Provided records: Begin
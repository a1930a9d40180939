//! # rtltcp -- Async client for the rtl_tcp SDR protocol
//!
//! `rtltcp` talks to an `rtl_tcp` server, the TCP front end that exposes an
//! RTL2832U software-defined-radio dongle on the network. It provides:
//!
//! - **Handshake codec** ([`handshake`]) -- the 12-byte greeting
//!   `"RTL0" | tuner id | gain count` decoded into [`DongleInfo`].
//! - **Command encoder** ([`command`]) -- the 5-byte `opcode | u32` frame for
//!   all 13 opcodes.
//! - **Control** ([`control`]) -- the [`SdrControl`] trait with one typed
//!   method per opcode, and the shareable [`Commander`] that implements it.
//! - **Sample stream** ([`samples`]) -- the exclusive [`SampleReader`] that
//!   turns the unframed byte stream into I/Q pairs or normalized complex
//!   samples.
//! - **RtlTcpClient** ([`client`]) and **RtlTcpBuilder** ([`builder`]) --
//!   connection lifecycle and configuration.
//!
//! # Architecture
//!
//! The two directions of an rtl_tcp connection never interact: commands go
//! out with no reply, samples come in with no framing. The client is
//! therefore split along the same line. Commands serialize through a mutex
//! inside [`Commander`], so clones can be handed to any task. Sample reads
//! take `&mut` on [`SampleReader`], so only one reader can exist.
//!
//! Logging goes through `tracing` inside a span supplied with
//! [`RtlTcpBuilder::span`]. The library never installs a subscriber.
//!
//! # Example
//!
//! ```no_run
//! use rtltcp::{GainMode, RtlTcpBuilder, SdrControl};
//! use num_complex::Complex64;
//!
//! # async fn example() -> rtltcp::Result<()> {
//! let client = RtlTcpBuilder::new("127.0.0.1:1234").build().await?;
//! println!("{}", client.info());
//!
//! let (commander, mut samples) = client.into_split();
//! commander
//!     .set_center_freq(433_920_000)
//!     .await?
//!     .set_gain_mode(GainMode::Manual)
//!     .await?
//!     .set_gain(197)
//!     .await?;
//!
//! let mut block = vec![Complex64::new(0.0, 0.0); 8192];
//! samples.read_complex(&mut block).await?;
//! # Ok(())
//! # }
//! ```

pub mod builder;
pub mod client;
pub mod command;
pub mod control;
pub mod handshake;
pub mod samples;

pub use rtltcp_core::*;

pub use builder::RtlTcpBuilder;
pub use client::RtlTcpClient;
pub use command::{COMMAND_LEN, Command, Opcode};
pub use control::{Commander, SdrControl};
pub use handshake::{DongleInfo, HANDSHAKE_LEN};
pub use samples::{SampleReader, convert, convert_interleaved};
Provided records: End
Provided records: Begin
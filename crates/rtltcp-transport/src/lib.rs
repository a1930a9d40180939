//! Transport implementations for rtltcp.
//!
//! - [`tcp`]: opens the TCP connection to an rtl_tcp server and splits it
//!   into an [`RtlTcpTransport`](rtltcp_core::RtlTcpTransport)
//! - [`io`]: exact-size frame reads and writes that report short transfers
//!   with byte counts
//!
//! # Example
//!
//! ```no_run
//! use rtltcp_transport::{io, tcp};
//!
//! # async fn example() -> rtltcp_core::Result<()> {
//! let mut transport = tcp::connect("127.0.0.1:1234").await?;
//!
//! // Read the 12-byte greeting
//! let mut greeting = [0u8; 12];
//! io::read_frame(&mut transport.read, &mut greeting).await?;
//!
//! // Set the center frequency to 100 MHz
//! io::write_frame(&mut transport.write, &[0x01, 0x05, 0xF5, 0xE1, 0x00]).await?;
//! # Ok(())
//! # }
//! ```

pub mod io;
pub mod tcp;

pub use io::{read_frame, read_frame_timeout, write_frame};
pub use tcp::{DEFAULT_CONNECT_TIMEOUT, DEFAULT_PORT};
Provided records: End
The task: Every line of the listing that includes "span" must be shown.

Response to the task:
//! Logging goes through `tracing` inside a span supplied with
//! [`RtlTcpBuilder::span`]. The library never installs a subscriber.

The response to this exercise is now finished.